This suggests a necessary tension that is very hard to work around. Given the contextual realities, we need to accept the very real constraints within South Africa and try to work realistically within these. It becomes clear that what counts is not defining what an optimal pedagogy is, whether strongly or weakly framed, but developing teachers who can teach flexibly across the pedagogic range, depending on what the situations and subject matter demand (Hugo & Wedekind, 2013). Such a stance necessitates the up scaling of pre-service and in-service education.
A narrow curriculum frame doesn’t leave much room for unexpected moments in which great things can happen. If we proceed with a restrictive conception based only on what children ask or can readily grasp, we lose access to these moments of tremendous possibility. If we only wait for learners to ask questions, we are, in effect, waiting for development to take the lead when in reality learning tends to lead development.
Life Orientation teachers are pivotal for the successful teaching of gender and sexuality diversity (Francis & DePalma, 2015; Helleve et al., 2009). Francis and DePalma (2015) write that as agents, teachers are crucial to the success of sexuality education, as they have the potential to make significant contributions to the lives of learners through the development of a critical consciousness—the raising of awareness and enablement to recognize their capacity to transform their social realities. Drawing on the findings of my study, the LO teachers lacked content and pedagogical knowledge to teacher gender and sexuality diversity. They came from a diverse range of fields, which did not always adequately equip them to deliver teaching on sexuality diversity confidently and effectively. Without training, it comes as no surprise that teachers are not adequately addressing issues of diverse sexual orientations in the classroom. Two issues affect the teaching of sexuality diversity in South African schools. First is the level of content and pedagogical knowledge of teachers in the system and second, how they are professionally developed to teach in the area.
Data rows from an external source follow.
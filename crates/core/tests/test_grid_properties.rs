//! Randomized checks of the grid geometry. Every test uses a fixed seed, so
//! failures are reproducible.

use assert_approx_eq::assert_approx_eq;
use hexgrid::{Hex, HexGrid, HexMap, HexSet, MapConfig, MapShape, Orientation};
use rand::{Rng, SeedableRng};
use rand_pcg::Pcg64;
use strum::IntoEnumIterator;

const SEED: u64 = 0x4845_5847;
const SAMPLES: usize = 500;

fn random_hex(rng: &mut impl Rng) -> Hex {
    Hex::new(rng.gen_range(-1000..=1000), rng.gen_range(-1000..=1000))
}

/// All four orientations, each with a few different tile sizes
fn grids() -> Vec<HexGrid> {
    let mut grids = Vec::new();
    for orientation in Orientation::iter() {
        for tile_size in [0.25, 1.0, 1.3, 40.0] {
            grids.push(HexGrid::with_size(tile_size, orientation).unwrap());
        }
    }
    grids
}

#[test]
fn test_world_round_trip() {
    let mut rng = Pcg64::seed_from_u64(SEED);
    for grid in grids() {
        for _ in 0..SAMPLES {
            let hex = random_hex(&mut rng);
            let center = grid.to_world(hex);
            assert_eq!(
                grid.to_hex(center.x, center.y),
                hex,
                "round trip failed on {:?}",
                grid
            );
        }
    }
}

#[test]
fn test_to_hex_picks_nearest_center() {
    // Every tile is the Voronoi cell of its center, so the picked tile must be
    // at least as close as any of its neighbours
    let mut rng = Pcg64::seed_from_u64(SEED);
    for grid in grids() {
        let extent = 50.0 * grid.tile_size();
        for _ in 0..SAMPLES {
            let x = rng.gen_range(-extent..extent);
            let y = rng.gen_range(-extent..extent);
            let point = hexgrid::WorldPoint::new(x, y);
            let hex = grid.to_hex(x, y);
            let picked = grid.to_world(hex).distance_sqr(point);
            for adjacent in grid.adjacents(hex) {
                let other = grid.to_world(adjacent).distance_sqr(point);
                assert!(
                    picked <= other + 1e-9,
                    "{} picked for {} on {:?}, but {} is closer",
                    hex,
                    point,
                    grid,
                    adjacent
                );
            }
        }
    }
}

#[test]
fn test_adjacents_are_symmetric() {
    let mut rng = Pcg64::seed_from_u64(SEED);
    for grid in grids() {
        let step = 3.0_f64.sqrt() * grid.tile_size();
        for _ in 0..SAMPLES {
            let hex = random_hex(&mut rng);
            let adjacents: HexSet = grid.adjacents(hex).collect();
            assert_eq!(adjacents.len(), 6);
            for adjacent in adjacents {
                assert!(grid.adjacents(adjacent).any(|other| other == hex));
                assert_approx_eq!(grid.distance(hex, adjacent), step, 1e-6);
                let index = grid.neighbour_index(hex, adjacent).unwrap();
                assert!(index < 6, "{} -> {} has index {}", hex, adjacent, index);
            }
        }
    }
}

#[test]
fn test_hex_distance_is_a_metric() {
    let mut rng = Pcg64::seed_from_u64(SEED);
    for _ in 0..SAMPLES {
        let a = random_hex(&mut rng);
        let b = random_hex(&mut rng);
        let c = random_hex(&mut rng);
        assert_eq!(a.hex_distance(a), 0);
        assert_eq!(a.hex_distance(b), b.hex_distance(a));
        assert!(a.hex_distance(c) <= a.hex_distance(b) + b.hex_distance(c));
    }
}

#[test]
fn test_extended_neighbours_round_trip() {
    let mut rng = Pcg64::seed_from_u64(SEED);
    let grid = HexGrid::with_size(1.0, Orientation::Pointy).unwrap();
    for _ in 0..SAMPLES {
        let hex = random_hex(&mut rng);
        for index in 0..12 {
            let neighbour = HexGrid::get_neighbour(hex, index);
            assert_eq!(grid.neighbour_index(hex, neighbour), Some(index));
        }
        assert_eq!(HexGrid::get_neighbour(hex, 12), hex);
    }
}

#[test]
fn test_hexagon_cardinality() {
    for orientation in Orientation::iter() {
        for size in [0, 1, 2, 10, 50] {
            let map = HexMap::generate(MapConfig {
                grid: hexgrid::GridConfig {
                    tile_size: 1.0,
                    orientation,
                },
                shape: MapShape::Hexagon,
                size,
            })
            .unwrap();
            let n = usize::from(size);
            assert_eq!(map.tiles().len(), 3 * n * n + 3 * n + 1);
        }
    }
}

#[test]
fn test_regeneration_is_idempotent() {
    for orientation in Orientation::iter() {
        let grid = HexGrid::with_size(2.0, orientation).unwrap();
        for shape in MapShape::iter() {
            let mut first = HexSet::default();
            let mut second = HexSet::default();
            grid.create_layout(shape, 9, &mut first);
            grid.create_layout(MapShape::Hexagon, 3, &mut second);
            grid.create_layout(shape, 9, &mut second);
            assert_eq!(first, second, "{} {}", orientation, shape);
        }
    }
}

#[test]
fn test_flat_shapes_are_swapped() {
    let pointy = HexGrid::with_size(1.0, Orientation::Pointy).unwrap();
    let flat = HexGrid::with_size(1.0, Orientation::Flat).unwrap();
    for shape in MapShape::iter() {
        let mut pointy_tiles = HexSet::default();
        let mut flat_tiles = HexSet::default();
        pointy.create_layout(shape, 7, &mut pointy_tiles);
        flat.create_layout(shape, 7, &mut flat_tiles);
        let swapped: HexSet = pointy_tiles
            .iter()
            .map(|hex| Hex::new(hex.r(), hex.q()))
            .collect();
        assert_eq!(flat_tiles, swapped, "{}", shape);
    }
}

#[test]
fn test_first_neighbour_scenario() {
    // Two tiles side by side on a pointy grid, one tile width apart
    let grid = HexGrid::with_size(1.0, Orientation::Pointy).unwrap();
    let a = Hex::new(0, 0);
    let b = Hex::new(1, 0);
    let center = grid.to_world(b);
    assert_approx_eq!(center.x, 3.0_f64.sqrt());
    assert_approx_eq!(center.y, 0.0);
    assert_eq!(grid.to_hex(center.x, center.y), b);
    assert_eq!(a.hex_distance(b), 1);
    assert_approx_eq!(grid.distance(a, b), 3.0_f64.sqrt());
    assert!(grid.adjacents(a).any(|hex| hex == b));
    // Halfway between is on the shared edge, and still resolves to a tile
    let middle = grid.to_hex(center.x / 2.0 - 0.01, 0.0);
    assert_eq!(middle, a);
}
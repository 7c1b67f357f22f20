use hexgrid::{
    GridConfig, HexError, HexGrid, HexMap, MapConfig, MapShape, Orientation,
};
use validator::ValidationErrors;

/// Get a sorted list of the names of every invalid field
fn error_fields(errors: &ValidationErrors) -> Vec<String> {
    let mut fields = errors
        .errors()
        .keys()
        .map(|key| key.to_string())
        .collect::<Vec<String>>();
    fields.sort_unstable();
    fields
}

#[test]
fn test_grid_config_validation() {
    for tile_size in [0.0, -1.0, -0.0001] {
        let err = HexGrid::new(GridConfig {
            tile_size,
            orientation: Orientation::Pointy,
        })
        .unwrap_err();
        match err {
            HexError::InvalidConfig(errors) => {
                assert_eq!(
                    error_fields(&errors),
                    vec!["tile_size"],
                    "incorrect validation errors in {:#?}",
                    errors
                );
            }
            other => panic!("unexpected error: {}", other),
        }
    }
}

#[test]
fn test_grid_config_non_finite() {
    // Infinity passes the range check, so it needs its own error
    let err = HexGrid::with_size(f64::INFINITY, Orientation::Flat).unwrap_err();
    assert!(matches!(err, HexError::NonFiniteTileSize(_)));
    let err = HexGrid::with_size(f64::NAN, Orientation::Flat).unwrap_err();
    assert!(err.is_configuration_error());
}

#[test]
fn test_map_config_validation() {
    let config = MapConfig {
        grid: GridConfig {
            tile_size: 0.0, // invalid
            orientation: Orientation::Columns,
        },
        shape: MapShape::Hexagon,
        size: 10001, // invalid (too big)
    };

    let err = HexMap::generate(config).unwrap_err();
    match err {
        HexError::InvalidConfig(errors) => {
            assert_eq!(
                error_fields(&errors),
                vec!["grid", "size"],
                "incorrect validation errors in {:#?}",
                errors
            );
        }
        other => panic!("unexpected error: {}", other),
    }
}
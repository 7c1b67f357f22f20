//! A small toolkit for hexagonal tile grids: conversions between hex
//! coordinates and world (2D Cartesian) positions, neighbour lookup, and
//! generation of standard map shapes. Rendering is left to the consumer, this
//! crate only deals with the geometry.
//!
//! ```
//! use hexgrid::{GridConfig, HexGrid, HexMap, MapConfig, MapShape};
//!
//! let grid = HexGrid::new(GridConfig::default()).unwrap();
//! let hex = grid.to_hex(1.5, -0.2);
//! let center = grid.to_world(hex);
//! assert_eq!(grid.to_hex(center.x, center.y), hex);
//!
//! let map = HexMap::generate(MapConfig {
//!     shape: MapShape::Triangle,
//!     size: 4,
//!     ..Default::default()
//! })
//! .unwrap();
//! assert_eq!(map.tiles().len(), 10);
//! ```
//!
//! See [Orientation] for the supported tilings and [MapShape] for the
//! supported map shapes.

mod config;
mod error;
mod grid;
mod hex;
mod map;
mod util;

pub use crate::{
    config::{GridConfig, MapConfig},
    error::HexError,
    grid::{
        ColumnsLayout, FlatLayout, HexGrid, Layout, MapShape, Orientation,
        PointyLayout, RowsLayout,
    },
    hex::{
        Hex, HexSet, NeighbourRing, WorldPoint, AXIAL_NEIGHBOURS,
        COLUMN_NEIGHBOURS_EVEN, COLUMN_NEIGHBOURS_ODD, EXTENDED_NEIGHBOURS,
        ROW_NEIGHBOURS_EVEN, ROW_NEIGHBOURS_ODD,
    },
    map::{HexMap, TileRelation},
};
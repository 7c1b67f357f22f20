//! This sub-module contains the basic units of the coordinate systems. See the
//! parent module documentation for more info on the coordinate systems.

use crate::HexError;
use derive_more::{
    Add, AddAssign, Display, Div, DivAssign, From, Into, Mul, MulAssign, Neg,
    Sub, SubAssign,
};
use fnv::FnvBuildHasher;
use serde::{Deserialize, Serialize};
use std::{
    collections::HashSet,
    hash::{Hash, Hasher},
    ops,
};

/// A set of hexes. This is the usual output type for
/// [HexGrid::create_layout](crate::HexGrid::create_layout), although any
/// `HashSet<Hex, _>` will do.
pub type HexSet = HashSet<Hex, FnvBuildHasher>;

/// A single tile in the hex coordinate system, identified by its axial
/// coordinates `(q, r)`. See module-level documentation for a description of
/// the coordinate system.
///
/// Any pair of integers is a valid hex, including `[0,0]`, which is just the
/// tile in the middle. There is no "invalid" sentinel value.
///
/// ## Arithmetic
///
/// All arithmetic operators work component-wise. Addition and subtraction are
/// the useful ones (e.g. adding a neighbour delta to a tile). Multiplication
/// and division are provided for convenience and carry no geometric meaning.
/// Division truncates towards zero, like integer division in Rust. Dividing by
/// a hex with a zero component panics, see [Hex::checked_div] for the
/// non-panicking version.
///
/// The operators use plain `i32` math, so overflow follows the usual Rust
/// rules: a panic in debug builds, wrapping in release builds. Only
/// [Hex::checked_div] reports overflow as an error. [Hex::hex_distance] works
/// in `i64` and never overflows.
#[derive(
    Copy,
    Clone,
    Debug,
    Default,
    PartialEq,
    Eq,
    PartialOrd,
    Ord,
    Display,
    From,
    Into,
    Neg,
    Add,
    Sub,
    AddAssign,
    SubAssign,
    Serialize,
    Deserialize,
)]
#[display(fmt = "[{},{}]", q, r)]
pub struct Hex {
    q: i32,
    r: i32,
}

impl Hex {
    pub const ORIGIN: Self = Self::new(0, 0);

    pub const fn new(q: i32, r: i32) -> Self {
        Self { q, r }
    }

    pub const fn q(&self) -> i32 {
        self.q
    }

    pub const fn r(&self) -> i32 {
        self.r
    }

    /// The implicit third cube coordinate. Since `q + r + s = 0` for all
    /// tiles, we can always derive it from the other two.
    pub const fn s(&self) -> i32 {
        -self.q - self.r
    }

    /// The value fed into the hasher. Neighbouring rows are spread 3 apart so
    /// tiles in a compact shape rarely collide.
    pub const fn hash_code(&self) -> i32 {
        self.q.wrapping_add(self.r.wrapping_mul(3))
    }

    /// Number of single-tile steps it takes to get from this hex to the
    /// other. 0 if they're equal, 1 if they're adjacent, etc. This is **not**
    /// the same as [HexGrid::distance](crate::HexGrid::distance), which
    /// measures straight-line distance in world space.
    pub fn hex_distance(self, other: Hex) -> u64 {
        // https://www.redblobgames.com/grids/hexagons/#distances
        let dq = i64::from(self.q) - i64::from(other.q);
        let dr = i64::from(self.r) - i64::from(other.r);
        let ds = -dq - dr;
        (dq.unsigned_abs() + dr.unsigned_abs() + ds.unsigned_abs()) / 2
    }

    /// Component-wise integer division. Returns an error if either component
    /// of the divisor is zero, or if the division overflows (`i32::MIN / -1`).
    pub fn checked_div(self, divisor: Hex) -> Result<Hex, HexError> {
        if divisor.q == 0 || divisor.r == 0 {
            return Err(HexError::DivisionByZero {
                dividend: self,
                divisor,
            });
        }

        match (self.q.checked_div(divisor.q), self.r.checked_div(divisor.r)) {
            (Some(q), Some(r)) => Ok(Hex::new(q, r)),
            _ => Err(HexError::DivisionOverflow {
                dividend: self,
                divisor,
            }),
        }
    }
}

// Hashing has to agree with the derived Eq, which it does because equal hexes
// always have equal hash codes
impl Hash for Hex {
    fn hash<H: Hasher>(&self, state: &mut H) {
        state.write_i32(self.hash_code());
    }
}

impl ops::Mul for Hex {
    type Output = Hex;

    fn mul(self, rhs: Hex) -> Self::Output {
        Hex::new(self.q * rhs.q, self.r * rhs.r)
    }
}

impl ops::Div for Hex {
    type Output = Hex;

    /// Panics if either component of `rhs` is zero. Use [Hex::checked_div] if
    /// the divisor isn't known to be safe.
    fn div(self, rhs: Hex) -> Self::Output {
        match self.checked_div(rhs) {
            Ok(quotient) => quotient,
            Err(err) => panic!("{}", err),
        }
    }
}

/// A point in 2D world space. See module-level docs for a description of what
/// world space means. This is what tile centers get projected onto, and what
/// consumers pass back in when they want to know which tile is under a point.
#[derive(
    Copy,
    Clone,
    Debug,
    Default,
    Display,
    PartialEq,
    PartialOrd,
    From,
    Into,
    Neg,
    Add,
    Sub,
    Mul,
    Div,
    AddAssign,
    SubAssign,
    MulAssign,
    DivAssign,
    Serialize,
    Deserialize,
)]
#[display(fmt = "({}, {})", x, y)]
pub struct WorldPoint {
    pub x: f64,
    pub y: f64,
}

impl WorldPoint {
    pub const ORIGIN: Self = Self::new(0.0, 0.0);

    pub const fn new(x: f64, y: f64) -> Self {
        Self { x, y }
    }

    /// Squared straight-line distance to another point
    pub fn distance_sqr(self, other: WorldPoint) -> f64 {
        let dx = other.x - self.x;
        let dy = other.y - self.y;
        dx * dx + dy * dy
    }
}

impl From<nalgebra::Vector2<f64>> for WorldPoint {
    fn from(other: nalgebra::Vector2<f64>) -> Self {
        Self {
            x: other.x,
            y: other.y,
        }
    }
}
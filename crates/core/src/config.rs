use crate::{MapShape, Orientation};
use serde::{Deserialize, Serialize};
use validator::Validate;

/// Configuration that defines a hex grid. A grid is created from one of these
/// via [HexGrid::new](crate::HexGrid::new), and once created its config never
/// changes.
#[derive(Copy, Clone, Debug, PartialEq, Serialize, Deserialize, Validate)]
#[serde(default, deny_unknown_fields)]
pub struct GridConfig {
    /// Distance from the center of a tile to any of its vertices, in world
    /// units. This is also the length of one side of a tile. Must be greater
    /// than zero.
    #[validate(range(exclusive_min = 0.0))]
    pub tile_size: f64,

    /// Which way the tiles point, and whether tiles are addressed with axial
    /// or offset coordinates
    pub orientation: Orientation,
}

/// Configuration for a complete map: a grid plus the shape of the region of
/// tiles that belong to it. See [HexMap::generate](crate::HexMap::generate).
#[derive(Copy, Clone, Debug, PartialEq, Serialize, Deserialize, Validate)]
#[serde(default, deny_unknown_fields)]
pub struct MapConfig {
    /// The shape of the generated region
    pub shape: MapShape,

    /// Size parameter for the shape. What exactly this means depends on the
    /// shape, see [MapShape] for details. For a hexagon it's the radius, so
    /// 0 means 1 tile, 1 means 7 tiles, 2 means 19, etc.
    #[validate(range(max = 10000))]
    pub size: u16,

    // Tables go last, so this can be written as TOML
    #[validate(nested)]
    pub grid: GridConfig,
}

impl Default for GridConfig {
    fn default() -> Self {
        Self {
            tile_size: 1.0,
            orientation: Orientation::Pointy,
        }
    }
}

impl Default for MapConfig {
    fn default() -> Self {
        Self {
            shape: MapShape::Hexagon,
            size: 5,
            grid: GridConfig::default(),
        }
    }
}
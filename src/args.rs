// Commandline argument parser using clap for DriveGrape

use std::path::PathBuf;

use clap::Parser;

use crate::config::{HardwarePreset, RecorderConfig};
use crate::error::RecorderError;

#[derive(Debug, Parser, Clone, Default)]
#[clap(version, about)]
pub struct RecorderArgs {
    /// RON file to read settings from; anything it leaves out keeps its default
    #[arg(short = 'c', long = "config")]
    pub config: Option<PathBuf>,

    /// Hardware preset applied on top of the config file
    #[arg(short = 'p', long = "preset", value_enum)]
    pub preset: Option<HardwarePreset>,

    /// Simulator host
    #[arg(long)]
    pub host: Option<String>,

    /// Simulator port
    #[arg(long)]
    pub port: Option<u16>,

    /// Folder that session files are written to
    #[arg(short = 'o', long = "output")]
    pub output: Option<PathBuf>,

    /// Camera image width, in pixels
    #[arg(long)]
    pub width: Option<u32>,

    /// Camera image height, in pixels
    #[arg(long)]
    pub height: Option<u32>,

    /// Target frame rate of the camera and the recorded video
    #[arg(long)]
    pub fps: Option<u32>,

    /// Number of autopilot vehicles to spawn
    #[arg(long)]
    pub vehicles: Option<usize>,

    /// Number of pedestrians to spawn
    #[arg(long)]
    pub pedestrians: Option<usize>,

    /// Camera field of view, in degrees
    #[arg(long)]
    pub fov: Option<f32>,

    /// Seed for spawn point and blueprint selection
    #[arg(long)]
    pub seed: Option<u64>,

    /// Don't draw the status screen; keys are still read from the terminal
    #[arg(long = "no-hud")]
    pub no_hud: bool,
}

impl RecorderArgs {
    /// Builds the effective configuration: defaults, then the config file,
    /// then the preset, then any flags given on the command line.
    pub fn resolve(&self) -> Result<RecorderConfig, RecorderError> {
        let mut config = match &self.config {
            Some(path) => RecorderConfig::from_path(path)?,
            None => RecorderConfig::default(),
        };

        if let Some(preset) = self.preset {
            config.apply_preset(preset);
        }

        if let Some(host) = &self.host {
            config.host = host.clone();
        }
        if let Some(port) = self.port {
            config.port = port;
        }
        if let Some(output) = &self.output {
            config.output_dir = output.clone();
        }
        if let Some(width) = self.width {
            config.window_width = width;
        }
        if let Some(height) = self.height {
            config.window_height = height;
        }
        if let Some(fps) = self.fps {
            config.frame_rate = fps;
        }
        if let Some(vehicles) = self.vehicles {
            config.npc_vehicles = vehicles;
        }
        if let Some(pedestrians) = self.pedestrians {
            config.npc_pedestrians = pedestrians;
        }
        if let Some(fov) = self.fov {
            config.camera_fov = fov;
        }

        Ok(config)
    }
}
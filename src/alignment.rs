//! Pairs frames with actions by nearest timestamp.
//!
//! Frames arrive at whatever rate the simulator manages while actions are
//! sampled on a fixed 50 ms grid, so the two sequences are never assumed to
//! line up one to one. Each frame is matched with the action whose timestamp
//! is closest; on a tie the earlier action wins.

use crate::action_log::ActionRecord;

/// For each frame timestamp, the index of the nearest action, or `None` if
/// there are no actions. Both inputs must be sorted ascending.
pub fn align_frames(frame_times: &[f64], actions: &[ActionRecord]) -> Vec<Option<usize>> {
    frame_times
        .iter()
        .map(|&t| nearest(t, actions))
        .collect()
}

fn nearest(t: f64, actions: &[ActionRecord]) -> Option<usize> {
    if actions.is_empty() {
        return None;
    }
    // first action at or after t
    let after = actions.partition_point(|a| a.timestamp < t);
    if after == 0 {
        return Some(0);
    }
    if after == actions.len() {
        return Some(actions.len() - 1);
    }
    let before = after - 1;
    if t - actions[before].timestamp <= actions[after].timestamp - t {
        Some(before)
    } else {
        Some(after)
    }
}

/// The largest distance, in seconds, between a frame and the action it was
/// matched with. Zero when either side is empty.
pub fn worst_gap(frame_times: &[f64], actions: &[ActionRecord]) -> f64 {
    frame_times
        .iter()
        .zip(align_frames(frame_times, actions))
        .filter_map(|(&t, idx)| idx.map(|i| (t - actions[i].timestamp).abs()))
        .fold(0.0, f64::max)
}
Within South Africa, how teachers are prepared to teach about sexuality diversity is concerning. There is far too little being done to equip teachers to challenge and teach issues related to diverse sexual orientations (Francis, 2012; Johnson, 2014; Richardson, 2004, 2008). Johnson (2014, p. 1265) based on her research of three teacher-training programs in South Africa reports that “student teachers are ill-prepared to engage with LGBTI issues in schools.” Johnson continues “the absence of LGBTI issues in teacher-training programs investigated in the study indicates the invisibility of LGBTI issues in teacher-training programs and signals the lack of preparation of student teachers to address these issues within the context of the schools”. Those involved in teacher education, too, will need to move beyond traditional signs of “knowing” the discipline or common sense and receive training on how to teach LO in anti-oppressive ways (Kumashiro, 2001). Evidently, there is a deficiency in how teachers are prepared to teach sexuality education and even worse is how unprepared they are to teach about sexuality diversity. Given the findings from my research and other research (Bhana, 2012; Msibi, 2012; Reygan & Francis, 2015), it is critical that teachers are skilled in integrating sexuality diversity in their teaching. A number of countries, including South Africa, have now mandated teaching sexuality education for all learners, it is important to focus on pre-service teacher education to ensure a workforce that can fill the apparent gap that currently exists in primary and secondary schools (Ollis, Harrison, & Maharaj, 2013). This gap, however, will also have to address critically the inclusion of content and pedagogies on non-heterosexualities. In the current pre-service teacher education programs, there are no social and cultural analysis modules that engage with theories of gender and sexuality diversity. Pre-service teachers who intend to teach sexuality education and specifically sexuality diversity will need to deepen their conceptualization of gender and sexualities theories to enable them to teach with accurate information and confidence in classroom contexts.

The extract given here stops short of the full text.